Türk-İş delegesinin tarafı!
Fotoğraf: Envato
Türk-İş’in 21. Olağan Genel Kurulu bugün toplanıyor. Dört gün sürecek olan genel kurul pazar günü yapılacak seçimlerle tamamlanacak. Öyle görünüyor ki, bu genel kurulda, Sendikal Güç Birliği Platformunun listesiyle Türk-İş’in mevcut yönetiminin çoğunluğunun listesi yarışacak.
Herhalde, Türk-İş, itibar ve güç bakımından en aşağıda olduğu bir dönemden geçerek 21’inci Genel Kuruluna gelmiştir.
Bir yanıyla bakıldığında Türk-İş, her dönemde eleştirilmiştir. Bazen eylemsizlikle, bazen hükümetlerle, patronlarla iş birliği, bazen kötü TİS’ler yapmakla, bazen siyaset dışı sendikacılığa savrulmakla, çoğu zaman da bütün bunları birlikte yaptığı için eleştirilmiştir. Ancak bütün bu ve burada sözü edilemeyecek kadar uzun liste oluşturacak zaaflarına karşın Türk-İş olmadan işçi yığınların mücadeleye çekilmesinin çok zorlaşacağı bilindiği için işçilerin, emekçilerin, halk yığınlarının her zaman görüşlerine ve tutumuna önem verdiği bir sendika merkezi olmuştur.
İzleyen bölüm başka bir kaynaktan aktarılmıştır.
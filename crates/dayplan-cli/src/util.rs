use uuid::Uuid;

/// Length of the IDs printed in tables; any unique prefix of two or more
/// characters is accepted back.
pub const SHORT_ID_LEN: usize = 8;

pub fn short_id(id: &Uuid) -> String {
    id.to_string()[..SHORT_ID_LEN].to_string()
}

pub fn format_duration(minutes: u32) -> String {
    match (minutes / 60, minutes % 60) {
        (0, m) => format!("{}m", m),
        (h, 0) => format!("{}h", h),
        (h, m) => format!("{}h{:02}m", h, m),
    }
}
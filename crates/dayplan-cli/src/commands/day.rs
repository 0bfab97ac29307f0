use anyhow::Result;
use dayplan_core::layout::DayTimeline;
use dayplan_core::recurrence::occurrences_on;

use crate::app::App;
use crate::cli::DayCommand;
use crate::parser::parse_date;
use crate::views::timeline::display_timeline;

pub async fn show_day(app: &App, command: DayCommand) -> Result<()> {
    let today = app.today();
    let day = match command.date.as_deref() {
        Some(input) => parse_date(input, today)?,
        None => today,
    };

    let tasks = app.planner.tasks().await?;
    let timeline = DayTimeline::build(day, occurrences_on(&tasks, day), app.config.timeline);
    display_timeline(&timeline, app.local_now());
    Ok(())
}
Ancak Türk-İş’in 20. Genel Kurulu sonrasında oluşan yönetiminin AKP yandaşı kanadının, “AKP’nin arka bahçesi”ne dönüştürme girişimleri Türk-İş’i sadece şu ya da bu zaafıyla eleştirilen bir konfederasyon olmaktan da çıkarıp, işçilerin hak mücadelesinin bastırılması için patronlar ve hükümetle işçilere karşı “komplolar kuran” bir sendika merkezi derekesine düşürmüştür.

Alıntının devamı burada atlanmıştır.